* **Exercise details**: Nothing but a number belongs in the answer: how many lines of the records below contain the string "skipped".

*** Input for this task Section Begins ***

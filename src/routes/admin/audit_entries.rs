use axum::{
    Json,
    extract::{Query, State},
};
use serde::Serialize;

use super::error::AdminError;
use crate::{
    AppState,
    models::{AuditEntry, AuditEntryQuery},
};

/// Largest page the endpoint returns.
const MAX_LIMIT: i64 = 1000;

#[derive(Debug, Serialize)]
pub struct AuditEntryListResponse {
    pub data: Vec<AuditEntry>,
    /// Pass as `after_seq` to fetch the next page
    pub next_seq: Option<i64>,
}

/// List audit entries, oldest first
#[tracing::instrument(name = "admin.audit_entries.list", skip(state))]
pub async fn list(
    State(state): State<AppState>,
    Query(mut query): Query<AuditEntryQuery>,
) -> Result<Json<AuditEntryListResponse>, AdminError> {
    let limit = query.limit.unwrap_or(100);
    if !(1..=MAX_LIMIT).contains(&limit) {
        return Err(AdminError::BadRequest(format!(
            "limit must be between 1 and {}",
            MAX_LIMIT
        )));
    }
    query.limit = Some(limit);

    let data = state.services.audit.list(query).await?;
    let next_seq = if data.len() as i64 == limit {
        data.last().map(|e| e.seq)
    } else {
        None
    };

    Ok(Json(AuditEntryListResponse { data, next_seq }))
}
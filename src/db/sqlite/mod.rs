mod audit_entries;
mod common;
mod exports;
mod retention_policies;

pub use audit_entries::SqliteAuditEntryRepo;
pub use exports::SqliteExportRepo;
pub use retention_policies::SqliteRetentionPolicyRepo;
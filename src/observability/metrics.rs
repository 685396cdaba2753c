//! Prometheus metrics for the export lifecycle.
//!
//! Provides metrics for:
//! - Lifecycle transitions recorded in the audit trail
//! - Evictions, freed bytes and eviction failures
//! - Storage pressure and free space
//! - Scheduler runs and skipped (coalesced) runs
//!
//! Without the `prometheus` feature every recording function is a no-op.

#[cfg(feature = "prometheus")]
use std::sync::OnceLock;

#[cfg(feature = "prometheus")]
use metrics::{counter, gauge, histogram};
#[cfg(feature = "prometheus")]
use metrics_exporter_prometheus::{PrometheusBuilder, PrometheusHandle};

use crate::config::MetricsConfig;

/// Global Prometheus handle for the metrics endpoint.
#[cfg(feature = "prometheus")]
static PROMETHEUS_HANDLE: OnceLock<PrometheusHandle> = OnceLock::new();

/// Initialize the metrics system with the given configuration.
#[cfg(feature = "prometheus")]
pub fn init_metrics(config: &MetricsConfig) -> Result<(), MetricsError> {
    if !config.enabled {
        return Ok(());
    }

    let builder = PrometheusBuilder::new()
        .set_buckets_for_metric(
            metrics_exporter_prometheus::Matcher::Suffix("_duration_seconds".to_string()),
            &config.duration_buckets_secs,
        )
        .map_err(|e| MetricsError::Setup(e.to_string()))?;

    let handle = builder.install_recorder().map_err(MetricsError::Install)?;

    PROMETHEUS_HANDLE
        .set(handle)
        .map_err(|_| MetricsError::Setup("Metrics already initialized".to_string()))?;

    Ok(())
}

/// Initialize the metrics system (no-op without prometheus feature).
#[cfg(not(feature = "prometheus"))]
pub fn init_metrics(_config: &MetricsConfig) -> Result<(), MetricsError> {
    Ok(())
}

/// Get the Prometheus handle for rendering metrics.
#[cfg(feature = "prometheus")]
pub fn get_prometheus_handle() -> Option<&'static PrometheusHandle> {
    PROMETHEUS_HANDLE.get()
}

// ─────────────────────────────────────────────────────────────────────────────
// Metric Recording Functions
// ─────────────────────────────────────────────────────────────────────────────

/// Record an audited lifecycle action (e.g. "created", "expired", "evicted").
pub fn record_lifecycle_transition(action: &str) {
    #[cfg(feature = "prometheus")]
    {
        counter!(
            "export_lifecycle_transitions_total",
            "action" => action.to_string()
        )
        .increment(1);
    }
    #[cfg(not(feature = "prometheus"))]
    {
        let _ = action;
    }
}

/// Record a completed eviction.
///
/// # Arguments
/// * `reason` - "expired" or "emergency"
/// * `bytes` - Size of the removed artifact
pub fn record_eviction(reason: &str, bytes: u64) {
    #[cfg(feature = "prometheus")]
    {
        counter!(
            "export_evictions_total",
            "reason" => reason.to_string()
        )
        .increment(1);
        counter!(
            "export_evicted_bytes_total",
            "reason" => reason.to_string()
        )
        .increment(bytes);
    }
    #[cfg(not(feature = "prometheus"))]
    {
        let _ = (reason, bytes);
    }
}

/// Record an eviction that failed and will be retried by a later sweep.
pub fn record_eviction_failure(reason: &str) {
    #[cfg(feature = "prometheus")]
    {
        counter!(
            "export_eviction_failures_total",
            "reason" => reason.to_string()
        )
        .increment(1);
    }
    #[cfg(not(feature = "prometheus"))]
    {
        let _ = reason;
    }
}

/// Record a storage sample.
///
/// The pressure level is exported as a gauge (0 = normal, 1 = warning,
/// 2 = emergency) alongside free and total bytes.
pub fn record_storage_pressure(level: &str, free_bytes: u64, total_bytes: u64) {
    #[cfg(feature = "prometheus")]
    {
        let value = match level {
            "emergency" => 2.0,
            "warning" => 1.0,
            _ => 0.0,
        };
        gauge!("export_storage_pressure_level").set(value);
        gauge!("export_storage_free_bytes").set(free_bytes as f64);
        gauge!("export_storage_total_bytes").set(total_bytes as f64);
        counter!(
            "export_storage_samples_total",
            "pressure" => level.to_string()
        )
        .increment(1);
    }
    #[cfg(not(feature = "prometheus"))]
    {
        let _ = (level, free_bytes, total_bytes);
    }
}

/// Record a scheduler job run.
///
/// # Arguments
/// * `job` - "maintenance", "frequent_check", "storage_watch" or "emergency_cleanup"
/// * `outcome` - "success" or "error"
/// * `duration_secs` - Wall time of the run
pub fn record_scheduler_run(job: &str, outcome: &str, duration_secs: f64) {
    #[cfg(feature = "prometheus")]
    {
        counter!(
            "export_scheduler_runs_total",
            "job" => job.to_string(),
            "outcome" => outcome.to_string()
        )
        .increment(1);
        histogram!(
            "export_scheduler_run_duration_seconds",
            "job" => job.to_string()
        )
        .record(duration_secs);
    }
    #[cfg(not(feature = "prometheus"))]
    {
        let _ = (job, outcome, duration_secs);
    }
}

/// Record a scheduler tick skipped because the previous run was still active.
pub fn record_scheduler_skip(job: &str) {
    #[cfg(feature = "prometheus")]
    {
        counter!(
            "export_scheduler_skips_total",
            "job" => job.to_string()
        )
        .increment(1);
    }
    #[cfg(not(feature = "prometheus"))]
    {
        let _ = job;
    }
}

/// Record a failed audit write or audit pre-flight.
pub fn record_audit_failure() {
    #[cfg(feature = "prometheus")]
    {
        counter!("export_audit_failures_total").increment(1);
    }
}

#[derive(Debug, thiserror::Error)]
pub enum MetricsError {
    #[error("Failed to set up metrics: {0}")]
    Setup(String),

    #[cfg(feature = "prometheus")]
    #[error("Failed to install metrics recorder: {0}")]
    Install(#[from] metrics_exporter_prometheus::BuildError),
}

*** Input for this task Section Ends ***

* **Problem solution**: 2